// Licensed to the Apache Software Foundation (ASF) under one
// or more contributor license agreements.  See the NOTICE file
// distributed with this work for additional information
// regarding copyright ownership.  The ASF licenses this file
// to you under the Apache License, Version 2.0 (the
// "License"); you may not use this file except in compliance
// with the License.  You may obtain a copy of the License at
//
//   http://www.apache.org/licenses/LICENSE-2.0
//
// Unless required by applicable law or agreed to in writing,
// software distributed under the License is distributed on an
// "AS IS" BASIS, WITHOUT WARRANTIES OR CONDITIONS OF ANY
// KIND, either express or implied.  See the License for the
// specific language governing permissions and limitations
// under the License.

//! Placement constraint model and evaluator (§4.2).
//!
//! The evaluator is a pure function of `(offer, placed instances,
//! constraint, resolved CLUSTER pin)`, per the Design Note in §9 that
//! constraints should be tagged variants evaluated functionally rather
//! than as polymorphic objects. The one piece of state this can't be pure
//! over -- the CLUSTER-with-empty-value pin -- is threaded in explicitly
//! as `pinned_value` rather than reconstructed from `placed`, because the
//! pin must survive even after every instance pinned to it has been
//! killed (Open Question, §9).

use std::collections::HashMap;

use regex::Regex;
use serde::{Deserialize, Serialize};

use crate::model::offer::{Offer, PlacedInstance};

#[derive(Debug, Clone, PartialEq, Eq, Serialize, Deserialize)]
pub enum ConstraintField {
    Hostname,
    Region,
    Zone,
    Attribute(String),
}

impl ConstraintField {
    fn key(&self) -> &str {
        match self {
            ConstraintField::Hostname => "hostname",
            ConstraintField::Region => "@region",
            ConstraintField::Zone => "@zone",
            ConstraintField::Attribute(name) => name.as_str(),
        }
    }
}

#[derive(Debug, Clone, PartialEq, Serialize, Deserialize)]
pub enum ConstraintOp {
    Unique,
    /// `None` means "pin to whatever agent value first matches".
    Cluster(Option<String>),
    /// `None` means `inf`: as many groups as currently exist.
    GroupBy(Option<u32>),
    Like(String),
    Unlike(String),
    MaxPer(u32),
}

#[derive(Debug, Clone, PartialEq, Serialize, Deserialize)]
pub struct Constraint {
    pub field: ConstraintField,
    pub op: ConstraintOp,
}

impl Constraint {
    pub fn unique(field: ConstraintField) -> Self {
        Self {
            field,
            op: ConstraintOp::Unique,
        }
    }
}

/// Result of evaluating one constraint against one offer.
pub struct ConstraintEval {
    pub satisfied: bool,
    /// For GROUP_BY, the group key the offer would be placed into; used by
    /// the offer matcher's tie-break rule (prefer least-loaded group).
    pub group_key: Option<String>,
}

/// Evaluate a single constraint. `pinned_value` is the already-resolved
/// CLUSTER pin for this `(runspec, constraint)` pair, if any was
/// previously recorded in the RunSpec's placement context.
pub fn evaluate_constraint(
    constraint: &Constraint,
    offer: &Offer,
    placed: &[PlacedInstance],
    pinned_value: Option<&str>,
) -> ConstraintEval {
    let key = constraint.field.key();
    let offer_value = offer.attribute(key);

    match &constraint.op {
        ConstraintOp::Unique => {
            let satisfied = match offer_value {
                Some(v) => !placed.iter().any(|p| p.attribute(key) == Some(v)),
                // A missing attribute can never collide.
                None => true,
            };
            ConstraintEval {
                satisfied,
                group_key: None,
            }
        }

        ConstraintOp::Cluster(value) => {
            let required = value.as_deref().or(pinned_value);
            let satisfied = match (required, offer_value) {
                (Some(required), Some(actual)) => required == actual,
                // Nothing pinned yet and no explicit value: this offer's
                // value becomes the pin ("pin to whatever first matches").
                (None, Some(_)) => true,
                _ => false,
            };
            ConstraintEval {
                satisfied,
                group_key: None,
            }
        }

        ConstraintOp::GroupBy(min_groups) => {
            let Some(offer_group) = offer_value else {
                return ConstraintEval {
                    satisfied: false,
                    group_key: None,
                };
            };

            let mut counts: HashMap<&str, usize> = HashMap::new();
            for p in placed {
                if let Some(v) = p.attribute(key) {
                    *counts.entry(v).or_insert(0) += 1;
                }
            }

            let existing_groups = counts.len();
            let is_new_group = !counts.contains_key(offer_group);

            let satisfied = if is_new_group {
                // A brand-new group is always an acceptable way to grow
                // the distribution, as long as we haven't already reached
                // any explicit minimum group count on other groups first.
                true
            } else {
                let this_group_count = counts.get(offer_group).copied().unwrap_or(0);
                let min_count = counts.values().copied().min().unwrap_or(0);
                let groups_ok = match min_groups {
                    Some(min) => existing_groups as u32 >= *min,
                    None => true, // inf: always fine once groups exist
                };
                this_group_count == min_count && groups_ok
            };

            ConstraintEval {
                satisfied,
                group_key: Some(offer_group.to_owned()),
            }
        }

        ConstraintOp::Like(pattern) => {
            let satisfied = match (compile(pattern), offer_value) {
                (Ok(re), Some(v)) => re.is_match(v),
                _ => false,
            };
            ConstraintEval {
                satisfied,
                group_key: None,
            }
        }

        ConstraintOp::Unlike(pattern) => {
            let satisfied = match (compile(pattern), offer_value) {
                (Ok(re), Some(v)) => !re.is_match(v),
                // Missing attribute: accept, per §4.2.
                (_, None) => true,
                (Err(_), Some(_)) => false,
            };
            ConstraintEval {
                satisfied,
                group_key: None,
            }
        }

        ConstraintOp::MaxPer(n) => {
            let satisfied = match offer_value {
                Some(v) => {
                    let count = placed.iter().filter(|p| p.attribute(key) == Some(v)).count();
                    (count as u32) < *n
                }
                None => true,
            };
            ConstraintEval {
                satisfied,
                group_key: None,
            }
        }
    }
}

fn compile(pattern: &str) -> Result<Regex, regex::Error> {
    Regex::new(pattern)
}

/// Why a single offer failed to match a RunSpec, ordered by the funnel
/// precedence from §4.2/§8: when an offer fails for more than one reason,
/// the *primary* reason reported is the minimum of this order, not
/// necessarily the first check that happened to run.
#[derive(Debug, Clone, Copy, PartialEq, Eq, PartialOrd, Ord, Hash, Serialize, Deserialize)]
pub enum NoMatchReason {
    InsufficientCpus,
    InsufficientMemory,
    InsufficientDisk,
    InsufficientGpus,
    UnfulfilledRole,
    UnfulfilledConstraint,
    DeclinedScarceResources,
    NoCorrespondingReservationFound,
}

impl NoMatchReason {
    /// Pick the primary reason out of every reason an offer failed for.
    pub fn primary(reasons: &[NoMatchReason]) -> Option<NoMatchReason> {
        reasons.iter().copied().min()
    }
}

#[cfg(test)]
mod no_match_reason_test {
    use super::NoMatchReason;

    #[test]
    fn insufficient_cpus_outranks_unfulfilled_constraint() {
        let reasons = [
            NoMatchReason::UnfulfilledConstraint,
            NoMatchReason::InsufficientCpus,
        ];
        assert_eq!(NoMatchReason::primary(&reasons), Some(NoMatchReason::InsufficientCpus));
    }

    #[test]
    fn empty_reasons_has_no_primary() {
        assert_eq!(NoMatchReason::primary(&[]), None);
    }
}

#[cfg(test)]
mod test {
    use super::*;
    use std::collections::HashMap as Map;

    fn offer_with_attr(hostname: &str, attrs: &[(&str, &str)]) -> Offer {
        Offer {
            offer_id: "o1".into(),
            agent_id: "a1".into(),
            hostname: hostname.into(),
            region: None,
            zone: None,
            attributes: attrs
                .iter()
                .map(|(k, v)| (k.to_string(), v.to_string()))
                .collect(),
            resources: Default::default(),
            roles: vec!["*".into()],
            reservation_labels: Map::new(),
        }
    }

    fn placed(hostname: &str) -> PlacedInstance {
        PlacedInstance {
            hostname: hostname.into(),
            region: None,
            zone: None,
            attributes: Map::new(),
        }
    }

    #[test]
    fn unique_rejects_used_hostname() {
        let c = Constraint::unique(ConstraintField::Hostname);
        let offer = offer_with_attr("host-1", &[]);
        let eval = evaluate_constraint(&c, &offer, &[placed("host-1")], None);
        assert!(!eval.satisfied);
    }

    #[test]
    fn unique_allows_new_hostname() {
        let c = Constraint::unique(ConstraintField::Hostname);
        let offer = offer_with_attr("host-2", &[]);
        let eval = evaluate_constraint(&c, &offer, &[placed("host-1")], None);
        assert!(eval.satisfied);
    }

    #[test]
    fn cluster_pins_to_first_match_when_value_empty() {
        let c = Constraint {
            field: ConstraintField::Hostname,
            op: ConstraintOp::Cluster(None),
        };
        let offer = offer_with_attr("host-1", &[]);
        let eval = evaluate_constraint(&c, &offer, &[], None);
        assert!(eval.satisfied);
    }

    #[test]
    fn cluster_respects_existing_pin() {
        let c = Constraint {
            field: ConstraintField::Hostname,
            op: ConstraintOp::Cluster(None),
        };
        let offer = offer_with_attr("host-2", &[]);
        let eval = evaluate_constraint(&c, &offer, &[], Some("host-1"));
        assert!(!eval.satisfied);
    }

    #[test]
    fn like_matches_regex() {
        let c = Constraint {
            field: ConstraintField::Attribute("rack".into()),
            op: ConstraintOp::Like("rack-[0-9]+".into()),
        };
        let offer = offer_with_attr("host-1", &[("rack", "rack-12")]);
        assert!(evaluate_constraint(&c, &offer, &[], None).satisfied);
    }

    #[test]
    fn unlike_accepts_missing_attribute() {
        let c = Constraint {
            field: ConstraintField::Attribute("rack".into()),
            op: ConstraintOp::Unlike("rack-bad".into()),
        };
        let offer = offer_with_attr("host-1", &[]);
        assert!(evaluate_constraint(&c, &offer, &[], None).satisfied);
    }

    #[test]
    fn max_per_enforces_cap() {
        let c = Constraint {
            field: ConstraintField::Hostname,
            op: ConstraintOp::MaxPer(1),
        };
        let offer = offer_with_attr("host-1", &[]);
        let eval = evaluate_constraint(&c, &offer, &[placed("host-1")], None);
        assert!(!eval.satisfied);
    }

    #[test]
    fn group_by_prefers_new_group() {
        let c = Constraint {
            field: ConstraintField::Attribute("rack".into()),
            op: ConstraintOp::GroupBy(None),
        };
        let offer = offer_with_attr("host-1", &[("rack", "rack-b")]);
        let mut placed_instances = vec![];
        for _ in 0..3 {
            placed_instances.push(PlacedInstance {
                hostname: "host-x".into(),
                region: None,
                zone: None,
                attributes: [("rack".to_string(), "rack-a".to_string())].into(),
            });
        }
        let eval = evaluate_constraint(&c, &offer, &placed_instances, None);
        assert!(eval.satisfied);
        assert_eq!(eval.group_key.as_deref(), Some("rack-b"));
    }
}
------------------------------------------------------------
TASK ITEM: What belongs in the answer is each line of the data that has the word "enum".

RESPONSE:
pub enum ConstraintField {
pub enum ConstraintOp {
pub enum NoMatchReason {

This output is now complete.